** YOUR ASSIGNMENT **
Determine how many lines in the material hold the string "crate", then reply with that number only.

** DATA EXTRACTS **
——
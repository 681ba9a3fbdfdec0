//! Process-wide logger set up from a [`RunConfiguration`].
//!
//! Records are formatted as `[LEVEL] message` and sent to the standard error, to a log file, or
//! both. The logger can be installed only once per process; any later call to
//! [`LoggerBuilder::init`] is a no-op.
//!
//! # Examples
//!
//! ```no_run
//! # use facsim::{logger::LoggerBuilder, RunConfiguration};
//! # fn main() -> facsim::Result<()> {
//! let config = RunConfiguration::default().with_log_file("run.log");
//! LoggerBuilder::from_config(&config).init()?;
//! log::info!("Simulation started");
//! # Ok(())
//! # }
//! ```

use std::fs::OpenOptions;
use std::io;
use std::path::PathBuf;
use std::sync::{Arc, RwLock};

use log::LevelFilter;

use crate::{Error, Result, RunConfiguration};

lazy_static::lazy_static! {
    static ref LOGGER_INITIALIZED: Arc<RwLock<bool>> = Arc::new(RwLock::new(false));
}

/// Formats a log record the way all outputs display it.
pub fn format_record(level: log::Level, message: &std::fmt::Arguments<'_>) -> String {
    format!("[{}] {}", level, message)
}

/// Builds the process logger.
#[derive(Debug)]
pub struct LoggerBuilder {
    level: LevelFilter,
    target: Option<String>,
    log_file: Option<PathBuf>,
    stderr: bool,
}

impl Default for LoggerBuilder {
    fn default() -> Self {
        Self {
            level: LevelFilter::Info,
            target: None,
            log_file: None,
            stderr: true,
        }
    }
}

impl LoggerBuilder {
    /// Builder using the severity and log file of `config`.
    pub fn from_config(config: &RunConfiguration) -> Self {
        let builder = Self::default().level(config.log_level().level_filter());
        match config.log_file() {
            Some(path) => builder.log_file(path),
            None => builder,
        }
    }

    /// Only records at `level` or more severe are written.
    pub fn level(mut self, level: LevelFilter) -> Self {
        self.level = level;
        self
    }

    /// Only records whose target starts with `target` are written, e.g. a crate name.
    pub fn target<S: Into<String>>(mut self, target: S) -> Self {
        self.target = Some(target.into());
        self
    }

    /// Appends records to this file.
    pub fn log_file<P: Into<PathBuf>>(mut self, path: P) -> Self {
        self.log_file = Some(path.into());
        self
    }

    /// Enables or disables echoing records to the standard error.
    pub fn stderr(mut self, stderr: bool) -> Self {
        self.stderr = stderr;
        self
    }

    /// Assembles the dispatch without installing it.
    fn dispatch(self) -> Result<fern::Dispatch> {
        let mut dispatch = fern::Dispatch::new()
            .format(|out, message, record| {
                out.finish(format_args!("{}", format_record(record.level(), message)))
            })
            .level(self.level);
        if let Some(target) = self.target {
            dispatch = dispatch.filter(move |metadata| metadata.target().starts_with(&target));
        }
        if let Some(path) = &self.log_file {
            dispatch = dispatch.chain(OpenOptions::new().create(true).append(true).open(path)?);
        }
        if self.stderr {
            dispatch = dispatch.chain(io::stderr());
        }
        Ok(dispatch)
    }

    /// Installs the logger, unless one was already installed by an earlier call.
    ///
    /// # Errors
    ///
    /// Returns [`Error::Io`] if the log file cannot be opened, and [`Error::Logger`] if another
    /// logger implementation has been installed.
    pub fn init(self) -> Result<()> {
        let mut initialized = LOGGER_INITIALIZED
            .write()
            .map_err(|err| io::Error::new(io::ErrorKind::Other, err.to_string()))?;
        if !*initialized {
            self.dispatch()?
                .apply()
                .map_err(|err| Error::Logger(err.into()))?;
            *initialized = true;
        }
        Ok(())
    }
}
——
** OUTPUT **
2